Anyone have any idea what Im doing wrong? I dont understand whether I need to somehow start mongodb seperately or not (it looks like the mongoose.connect function starts the mongodb server right?)

But ya, nothing ever happens when I start my app (and it should be outputting either the error or saved! to my console when I save the test post right?

Anyways any help would be very much appreciated!

Thanks

有帮助吗?

解决方案

MongoDB is a completely separate service and so must already be running for nodejs to access it.

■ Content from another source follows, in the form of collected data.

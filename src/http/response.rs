//! API responses.
//!
//! # Responsibilities
//! - Project a [`CascadeResponse`] into the JSON envelope
//! - Map [`CascadeError`] outcomes to status codes
//!
//! # Design Decisions
//! - Unavailable → 503, FailedPrecondition → 400, Internal → 500
//! - Store and bus details are not leaked to callers

use std::collections::BTreeMap;

use axum::{
    http::StatusCode,
    response::{IntoResponse, Response},
    Json,
};
use base64::{engine::general_purpose::STANDARD, Engine as _};
use serde::{Deserialize, Serialize};

use crate::error::{CascadeError, Outcome};
use crate::service::CascadeResponse;

/// JSON form of a downstream response. The body is base64.
#[derive(Debug, Clone, Serialize, Deserialize)]
pub struct ResponseBody {
    pub status: String,
    pub status_code: u16,
    pub proto: String,
    pub proto_major: u8,
    pub proto_minor: u8,
    pub header: BTreeMap<String, String>,
    pub body: String,
    pub content_length: Option<u64>,
    pub is_from_alternative_endpoint: bool,
}

impl From<CascadeResponse> for ResponseBody {
    fn from(value: CascadeResponse) -> Self {
        Self {
            status: value.status,
            status_code: value.status_code,
            proto: value.proto,
            proto_major: value.proto_major,
            proto_minor: value.proto_minor,
            header: value.header,
            body: STANDARD.encode(&value.body),
            content_length: value.content_length,
            is_from_alternative_endpoint: value.is_from_alternative_endpoint,
        }
    }
}

#[derive(Debug, Serialize, Deserialize)]
pub struct ErrorBody {
    pub error: String,
    pub code: String,
}

/// A request failure rendered for the caller.
#[derive(Debug)]
pub struct ApiError(pub CascadeError);

impl From<CascadeError> for ApiError {
    fn from(err: CascadeError) -> Self {
        Self(err)
    }
}

impl IntoResponse for ApiError {
    fn into_response(self) -> Response {
        let outcome = self.0.outcome();
        let status = match outcome {
            Outcome::Unavailable => StatusCode::SERVICE_UNAVAILABLE,
            Outcome::FailedPrecondition => StatusCode::BAD_REQUEST,
            Outcome::Internal => StatusCode::INTERNAL_SERVER_ERROR,
        };
        let message = match &self.0 {
            CascadeError::Store(_) | CascadeError::Broker(_) => "internal error".to_string(),
            other => other.to_string(),
        };

        (
            status,
            Json(ErrorBody {
                error: message,
                code: outcome.as_str().to_string(),
            }),
        )
            .into_response()
    }
}

#[cfg(test)]
mod tests {
    use super::*;
    use crate::store::StoreError;

    #[test]
    fn test_status_mapping() {
        let cases = [
            (CascadeError::CircuitBreakerOpen("GET:a/x".into()), StatusCode::SERVICE_UNAVAILABLE),
            (CascadeError::Validation("url is required".into()), StatusCode::BAD_REQUEST),
            (CascadeError::AlternativeExecutionFailed, StatusCode::INTERNAL_SERVER_ERROR),
            (CascadeError::Store(StoreError::KeyNotFound), StatusCode::INTERNAL_SERVER_ERROR),
        ];
        for (err, expected) in cases {
            assert_eq!(ApiError(err).into_response().status(), expected);
        }
    }

    #[test]
    fn test_body_is_base64() {
        let projected = ResponseBody::from(CascadeResponse {
            status: "200 OK".into(),
            status_code: 200,
            body: b"hello".to_vec(),
            is_from_alternative_endpoint: true,
            ..Default::default()
        });
        assert_eq!(projected.body, "aGVsbG8=");
        assert!(projected.is_from_alternative_endpoint);
    }
}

The reason you are not seeing any output is because your program ends before your post completes, or in this case, times out because it cannot reach MongoDB.

EDIT

If you are still curious why you didn't see any output when MongoDB wasn't running, stop MongoDB, modify your app to include:

// exit program in one minute with an error
// cancelled if we can successfully talk to MongoDB
var sentinel = setTimeout(function(){
    throw "failed to connect to MongoDB after one minute!";
}, 60*1000); // 60 seconds

post.save(function (err) {

  clearTimeout(sentinel); // cancel the timeout sentinel

  if(err){
      throw err;
      console.log(err); // won't occur since the throw will end the program
  }else{
      console.log('saved!');
  }
});

process.stdin.resume();  // read from stdin to keep program running

and run it again.

It's critical to realize that nodejs isn't like most programming environments in that it runs your program within an event loop which only runs as long as it has something to do. If there is nothing to do, nodejs will exit.

And since your post.save() starts a new asynchronous call to MongoDB and immediately returns, the app will immediately exit since there is nothing else for it to do. (Under the covers, post.save() simply adds a new event handler to the event loop that watches for the call to complete.)

To assure your program won't exit immediately, we add process.stdin.resume() which instructs the event loop to check for new input (from standard input) on each pass, effectively making your program run forever.

Nodejs-based network servers rely on the same mechanism to run continuously, watching for input from a network socket instead of standard input.

I cannot stress enough how crucial the event-loop concept is to programming in nodejs. I would estimate that 75% or more of the problems people report getting nodejs to do what they need can be attributed to not understanding the event loop and how it affects the nodejs programming model!